**HOW TO COMPLETE THIS TASK**: Among the entries that follow, how many lines contain the word "bool"? Give the number alone.

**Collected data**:

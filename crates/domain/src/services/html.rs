//! Lightweight page analysis for the `fetch_webpage` tool.
//!
//! This is pattern matching over raw markup, not a DOM parse. It extracts
//! enough structure for the model to comment on a page's SEO and copy.

use crate::models::tools::{Headings, WebpageAnalysis};
use lazy_static::lazy_static;
use regex::Regex;
use shared::text::truncate_with_suffix;

/// Visible text kept from a page, in characters.
pub const MAX_CONTENT_CHARS: usize = 8000;

pub const TRUNCATION_SUFFIX: &str = "... [content truncated]";

const MAX_H2: usize = 10;

lazy_static! {
    static ref TITLE: Regex = Regex::new(r"(?i)<title[^>]*>([^<]+)</title>").unwrap();
    static ref META_DESCRIPTION: Regex = Regex::new(
        r#"(?i)<meta[^>]*name=["']description["'][^>]*content=["']([^"']+)["']"#
    )
    .unwrap();
    static ref SCRIPT: Regex = Regex::new(r"(?is)<script\b.*?</script>").unwrap();
    static ref STYLE: Regex = Regex::new(r"(?is)<style\b.*?</style>").unwrap();
    static ref TAG: Regex = Regex::new(r"<[^>]+>").unwrap();
    static ref WHITESPACE: Regex = Regex::new(r"\s+").unwrap();
    static ref H1: Regex = Regex::new(r"(?i)<h1[^>]*>([^<]+)</h1>").unwrap();
    static ref H2: Regex = Regex::new(r"(?i)<h2[^>]*>([^<]+)</h2>").unwrap();
}

pub fn analyze_html(url: &str, html: &str, max_content_chars: usize) -> WebpageAnalysis {
    let title = TITLE
        .captures(html)
        .and_then(|c| c.get(1))
        .map(|m| m.as_str().to_string())
        .unwrap_or_else(|| "No title".to_string());

    let meta_description = META_DESCRIPTION
        .captures(html)
        .and_then(|c| c.get(1))
        .map(|m| m.as_str().to_string())
        .unwrap_or_default();

    let content = truncate_with_suffix(&visible_text(html), max_content_chars, TRUNCATION_SUFFIX);

    WebpageAnalysis {
        url: url.to_string(),
        title,
        meta_description,
        headings: Headings {
            h1: headings(&H1, html, usize::MAX),
            h2: headings(&H2, html, MAX_H2),
        },
        content_length: content.chars().count(),
        content,
    }
}

fn visible_text(html: &str) -> String {
    let without_scripts = SCRIPT.replace_all(html, "");
    let without_styles = STYLE.replace_all(&without_scripts, "");
    let without_tags = TAG.replace_all(&without_styles, " ");
    WHITESPACE
        .replace_all(&without_tags, " ")
        .trim()
        .to_string()
}

fn headings(pattern: &Regex, html: &str, limit: usize) -> Vec<String> {
    pattern
        .captures_iter(html)
        .filter_map(|c| c.get(1))
        .map(|m| m.as_str().trim().to_string())
        .take(limit)
        .collect()
}
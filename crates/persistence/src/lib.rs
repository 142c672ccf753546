//! Persistence layer for the Websited backend.
//!
//! This crate contains:
//! - Database connection management
//! - SQL migrations (applied at startup)
//! - Entity definitions (database row mappings)
//! - Repository implementations
//! - Query timing metrics

pub mod db;
pub mod entities;
pub mod metrics;
pub mod repositories;
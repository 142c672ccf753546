//! Per-client-IP rate limiting for the public POST endpoints.

use axum::{
    body::Body,
    extract::{ConnectInfo, State},
    http::{header, HeaderMap, HeaderValue, Request},
    middleware::Next,
    response::{IntoResponse, Response},
};
use governor::{
    clock::{Clock, DefaultClock},
    DefaultKeyedRateLimiter, Quota, RateLimiter,
};
use std::{
    net::{IpAddr, Ipv4Addr, SocketAddr},
    num::NonZeroU32,
};

use crate::app::AppState;
use crate::error::ApiError;

const RATE_LIMITED_MESSAGE: &str = "Too many requests. Please try again later.";

/// One token bucket per client IP.
pub struct RateLimiterState {
    limiter: DefaultKeyedRateLimiter<IpAddr>,
    rate_limit_per_minute: u32,
}

impl RateLimiterState {
    /// `None` when the limit is 0 (disabled).
    pub fn new(rate_limit_per_minute: u32) -> Option<Self> {
        let per_minute = NonZeroU32::new(rate_limit_per_minute)?;
        Some(Self {
            limiter: RateLimiter::keyed(Quota::per_minute(per_minute)),
            rate_limit_per_minute,
        })
    }

    /// `Err(retry_after_secs)` when the client is over its quota.
    pub fn check(&self, ip: IpAddr) -> Result<(), u64> {
        self.limiter.check_key(&ip).map_err(|not_until| {
            let wait = not_until.wait_time_from(DefaultClock::default().now());
            wait.as_secs().max(1)
        })
    }

    /// Drops buckets of clients that are back to a full quota.
    pub fn prune(&self) {
        self.limiter.retain_recent();
    }

    pub fn tracked_clients(&self) -> usize {
        self.limiter.len()
    }
}

impl std::fmt::Debug for RateLimiterState {
    fn fmt(&self, f: &mut std::fmt::Formatter<'_>) -> std::fmt::Result {
        f.debug_struct("RateLimiterState")
            .field("rate_limit_per_minute", &self.rate_limit_per_minute)
            .field("tracked_clients", &self.tracked_clients())
            .finish()
    }
}

/// Key for the limiter. The peer address unless `trust_forwarded_for` says
/// a proxy sits in front, in which case the right-most `X-Forwarded-For`
/// hop is used, being the one the proxy appended. Clients can write any
/// hops to the left of it.
pub fn client_ip(
    headers: &HeaderMap,
    peer: Option<SocketAddr>,
    trust_forwarded_for: bool,
) -> IpAddr {
    let forwarded = trust_forwarded_for
        .then(|| last_forwarded_hop(headers))
        .flatten();

    forwarded
        .or_else(|| peer.map(|addr| addr.ip()))
        .unwrap_or(IpAddr::V4(Ipv4Addr::UNSPECIFIED))
}

fn last_forwarded_hop(headers: &HeaderMap) -> Option<IpAddr> {
    headers
        .get_all("x-forwarded-for")
        .iter()
        .filter_map(|v| v.to_str().ok())
        .flat_map(|v| v.split(','))
        .last()
        .and_then(|hop| hop.trim().parse().ok())
}

pub async fn rate_limit_middleware(
    State(state): State<AppState>,
    req: Request<Body>,
    next: Next,
) -> Response {
    let Some(ref rate_limiter) = state.rate_limiter else {
        return next.run(req).await;
    };

    let peer = req
        .extensions()
        .get::<ConnectInfo<SocketAddr>>()
        .map(|info| info.0);
    let ip = client_ip(
        req.headers(),
        peer,
        state.config.security.trust_forwarded_for,
    );

    match rate_limiter.check(ip) {
        Ok(()) => next.run(req).await,
        Err(retry_after) => {
            tracing::warn!(client_ip = %ip, path = %req.uri().path(), "Rate limit exceeded");
            rate_limited_response(retry_after)
        }
    }
}

fn rate_limited_response(retry_after: u64) -> Response {
    let mut response = ApiError::RateLimited(RATE_LIMITED_MESSAGE.to_string()).into_response();
    if let Ok(value) = HeaderValue::from_str(&retry_after.to_string()) {
        response.headers_mut().insert(header::RETRY_AFTER, value);
    }
    response
}
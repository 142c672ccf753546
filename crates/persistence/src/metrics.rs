//! Database metrics.
//!
//! Query latency histograms labelled by query name, plus pool gauges
//! refreshed by the readiness probe.

use metrics::{gauge, histogram};
use sqlx::PgPool;
use std::time::Instant;

pub fn record_query_duration(query_name: &str, duration_secs: f64) {
    histogram!(
        "database_query_duration_seconds",
        "query" => query_name.to_string()
    )
    .record(duration_secs);
}

/// Publishes active, idle and total connection counts.
pub fn record_pool_metrics(pool: &PgPool) {
    let size = pool.size() as usize;
    let idle = pool.num_idle();
    let active = size.saturating_sub(idle);

    gauge!("database_connections_active").set(active as f64);
    gauge!("database_connections_idle").set(idle as f64);
    gauge!("database_connections_total").set(size as f64);
}

/// Times one repository query.
///
/// ```ignore
/// let timer = QueryTimer::new("find_lead_by_id");
/// let result = sqlx::query_as::<_, CallbackRequestEntity>(...).fetch_optional(&pool).await;
/// timer.record();
/// ```
pub struct QueryTimer {
    query_name: &'static str,
    start: Instant,
}

impl QueryTimer {
    pub fn new(query_name: &'static str) -> Self {
        Self {
            query_name,
            start: Instant::now(),
        }
    }

    pub fn record(self) {
        record_query_duration(self.query_name, self.start.elapsed().as_secs_f64());
    }
}
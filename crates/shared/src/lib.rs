//! Shared utilities and common types for the Websited backend.
//!
//! This crate provides common functionality used across all other crates:
//! - Secret comparison and hashing helpers
//! - Offset pagination math
//! - Common validation logic
//! - Text helpers for building email bodies

pub mod crypto;
pub mod pagination;
pub mod text;
pub mod validation;
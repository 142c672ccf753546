//! Database entity definitions.
//!
//! Entities are direct mappings to database rows.

pub mod callback_request;
pub mod search_query;

pub use callback_request::{CallbackRequestEntity, ColumnInfoEntity, LeadStatsEntity};
pub use search_query::{SearchQueryEntity, WEBPAGE_QUERY_PREFIX};
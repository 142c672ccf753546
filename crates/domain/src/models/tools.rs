//! Tool arguments and outcomes.
//!
//! Outcomes are serialized twice: into the `tool` message sent back to the
//! model and into the `tool_result` notice shown by the widget. Failures are
//! ordinary outcomes carrying an `error` string the model can relay.

use serde::{Deserialize, Serialize};

#[derive(Debug, Clone, Default, PartialEq, Deserialize)]
pub struct SearchWebArgs {
    #[serde(default)]
    pub query: String,
}

#[derive(Debug, Clone, Default, PartialEq, Deserialize)]
pub struct FetchWebpageArgs {
    #[serde(default)]
    pub url: String,
}

#[derive(Debug, Clone, Default, PartialEq, Serialize, Deserialize)]
pub struct RequestCallbackArgs {
    #[serde(default)]
    pub name: Option<String>,
    #[serde(default)]
    pub phone: Option<String>,
    #[serde(default)]
    pub email: Option<String>,
    #[serde(default)]
    pub preferred_contact_method: Option<String>,
    #[serde(default)]
    pub preferred_time: Option<String>,
    #[serde(default)]
    pub message: Option<String>,
}

#[derive(Debug, Clone, PartialEq, Serialize, Deserialize)]
pub struct SearchResult {
    pub title: String,
    pub description: String,
    pub url: String,
}

#[derive(Debug, Clone, PartialEq, Serialize)]
pub struct SearchOutcome {
    pub results: Vec<SearchResult>,
    #[serde(skip_serializing_if = "Option::is_none")]
    pub query: Option<String>,
    #[serde(skip_serializing_if = "Option::is_none")]
    pub error: Option<String>,
}

impl SearchOutcome {
    pub fn found(query: impl Into<String>, results: Vec<SearchResult>) -> Self {
        Self {
            results,
            query: Some(query.into()),
            error: None,
        }
    }

    pub fn failed(error: impl Into<String>) -> Self {
        Self {
            results: Vec::new(),
            query: None,
            error: Some(error.into()),
        }
    }
}

#[derive(Debug, Clone, Default, PartialEq, Serialize)]
pub struct Headings {
    pub h1: Vec<String>,
    pub h2: Vec<String>,
}

#[derive(Debug, Clone, PartialEq, Serialize)]
#[serde(rename_all = "camelCase")]
pub struct WebpageAnalysis {
    pub url: String,
    pub title: String,
    pub meta_description: String,
    pub headings: Headings,
    pub content: String,
    pub content_length: usize,
}

#[derive(Debug, Clone, PartialEq, Serialize)]
#[serde(untagged)]
pub enum WebpageOutcome {
    Analyzed(WebpageAnalysis),
    Failed {
        error: String,
        content: Option<String>,
    },
}

impl WebpageOutcome {
    pub fn failed(error: impl Into<String>) -> Self {
        WebpageOutcome::Failed {
            error: error.into(),
            content: None,
        }
    }

    pub fn content_length(&self) -> usize {
        match self {
            WebpageOutcome::Analyzed(analysis) => analysis.content_length,
            WebpageOutcome::Failed { .. } => 0,
        }
    }
}

#[derive(Debug, Clone, PartialEq, Serialize)]
#[serde(rename_all = "camelCase")]
pub struct CallbackOutcome {
    pub success: bool,
    #[serde(skip_serializing_if = "Option::is_none")]
    pub reference_id: Option<String>,
    #[serde(skip_serializing_if = "Option::is_none")]
    pub message: Option<String>,
    #[serde(skip_serializing_if = "Option::is_none")]
    pub error: Option<String>,
}

impl CallbackOutcome {
    pub fn scheduled(reference_id: String) -> Self {
        Self {
            success: true,
            message: Some(format!(
                "Callback scheduled successfully! Reference: {}",
                reference_id
            )),
            reference_id: Some(reference_id),
            error: None,
        }
    }

    pub fn failed(error: impl Into<String>) -> Self {
        Self {
            success: false,
            reference_id: None,
            message: None,
            error: Some(error.into()),
        }
    }
}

**OUTPUT FOR THIS TASK**: 2